What made Hoare's 2009 confession so impactful wasn't that he was solely responsible — it's that he was the first person with that level of authority to publicly say "this was wrong."
That's what gave Rust, Swift, and Kotlin permission to design around it.
I don’t know much about algol, but in Lisp, nil represents the empty list. And because the list is a recursive data structure, it always contains the empty list. It’s not the same as java where null is its own value that is part of every type. In Lisp, an atom can’t be nil because an atom is not a list.
What you say may be true for some modern LISPs, but it was false in most early LISPs, certainly in any LISP that has preceded the paper "Record Handling" of Tony Hoare.
I quote from the manual of LISP I: "Here NIL is an atomic symbol used to terminate lists".
I am not sure which is the rule in Common LISP, but in many early LISPs the predicate (atom NIL) was true.
In early LISPs, the end of a list was recognized when its CDR was an atom, instead of being another list. The atom could be different from NIL, because that final list could have been an association pair, pointing towards two associated atoms.
The fact that in early LISPs NIL was an atom, but it was also used to stand for an empty list caused some ambiguities.
EDIT:
I have searched now and in Common LISP the predicate (atom NIL) remains true, like in all early LISPs, therefore NIL is still an atom, even if using it almost anywhere is equivalent with an empty list.
LISP was special because it had only 2 data types: atoms and lists.
Both lists and atoms could appear in any place in any function or special form.
NIL was a special atom, which was used to stand for an empty list.

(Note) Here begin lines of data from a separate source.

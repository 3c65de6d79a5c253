use crate::modules::students::core::events::StudentEvent;
use crate::modules::students::core::state::{Student, StudentState};

pub fn evolve(state: StudentState, event: StudentEvent) -> StudentState {
    match (state, event) {
        (StudentState::None, StudentEvent::StudentSignedUpV1(e)) => {
            StudentState::Registered(Student {
                reg_number: e.reg_number,
                name: e.name,
                password: e.password,
                email: None,
                contact: None,
                age: None,
                address: None,
                state: None,
                department: e.department,
                course_of_study: e.course_of_study,
                registered_courses: Default::default(),
                signed_up_at: e.signed_up_at,
                updated_at: e.signed_up_at,
                password_reset_requested_at: None,
            })
        }
        (StudentState::Registered(mut student), StudentEvent::CoursesRegisteredV1(e)) => {
            student.registered_courses = e.registered_courses.into_iter().collect();
            student.updated_at = e.registered_at;
            StudentState::Registered(student)
        }
        (StudentState::Registered(mut student), StudentEvent::ProfileUpdatedV1(e)) => {
            if let Some(name) = e.name {
                student.name = name;
            }
            if let Some(department) = e.department {
                student.department = department;
            }
            if let Some(course_of_study) = e.course_of_study {
                student.course_of_study = course_of_study;
            }
            student.email = e.email.or(student.email);
            student.contact = e.contact.or(student.contact);
            student.age = e.age.or(student.age);
            student.address = e.address.or(student.address);
            student.state = e.state.or(student.state);
            student.updated_at = e.updated_at;
            StudentState::Registered(student)
        }
        (StudentState::Registered(mut student), StudentEvent::PasswordResetRequestedV1(e)) => {
            student.password_reset_requested_at = Some(e.requested_at);
            StudentState::Registered(student)
        }
        (state, _) => state,
    }
}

Because it could appear in any place in a LISP program, it could be used anywhere where one had to write that something does not exist.
In a programming language with a more complicated and also extensible system of data types the handling of "nothing" values must also be more complex.
Any optional type can be viewed as a variable-length array of its base type, whose maximum length is 1 and a null length indicates a non-existent value.
This is equivalent with the use of NIL in LISP.
However, it is better to consider optional types as a distinct method of deriving types from base types than arrays, structures or unions, because in most cases more efficient implementations are possible for optional types than implementing them as variable-length arrays that may have a null length or as tagged unions where one of the alternative types is the empty set (a.k.a. void).
The attribution to Hoare is a common error — "Premature optimization is the root of all evil" first appeared in Knuth's 1974 paper "Structured Programming with go to Statements."
Knuth later attributed it to Hoare, but Hoare said he had no recollection of it and suggested it might have been Dijkstra.
Rule 5 aged the best. "Data dominates" is the lesson every senior engineer eventually learns the hard way.
Hoare's influence extends much further than Quicksort and null.
His work on ALGOL W with Wirth — rejected by the committee — led directly to Pascal. Meanwhile ALGOL 60, which he helped maintain, shaped the entire C lineage: ALGOL → CPL → BCPL → B → C.
His 1978 CSP paper is equally significant. Go's channels and goroutines are derived from CSP. Erlang is closer to the original CSP model, communicating to processes by name rather than over channels. Rob Pike traced Go's concurrency lineage explicitly through Newsqueak → Alef → Limbo, all CSP descendants.
And the null confession wasn't just rhetoric — Rust's Option<T>, Swift's optionals, and Kotlin's non-nullable defaults are all direct responses.
His first degree was Classics and Philosophy at Oxford. He invented Quicksort in Moscow while building a translation dictionary.
Every language since has had to pick a side, and "optional" always turns out to be the hardest choice.
JavaScript's ASI is what happens when a 10 day language has to live with a quick pragmatic decision for 30 years.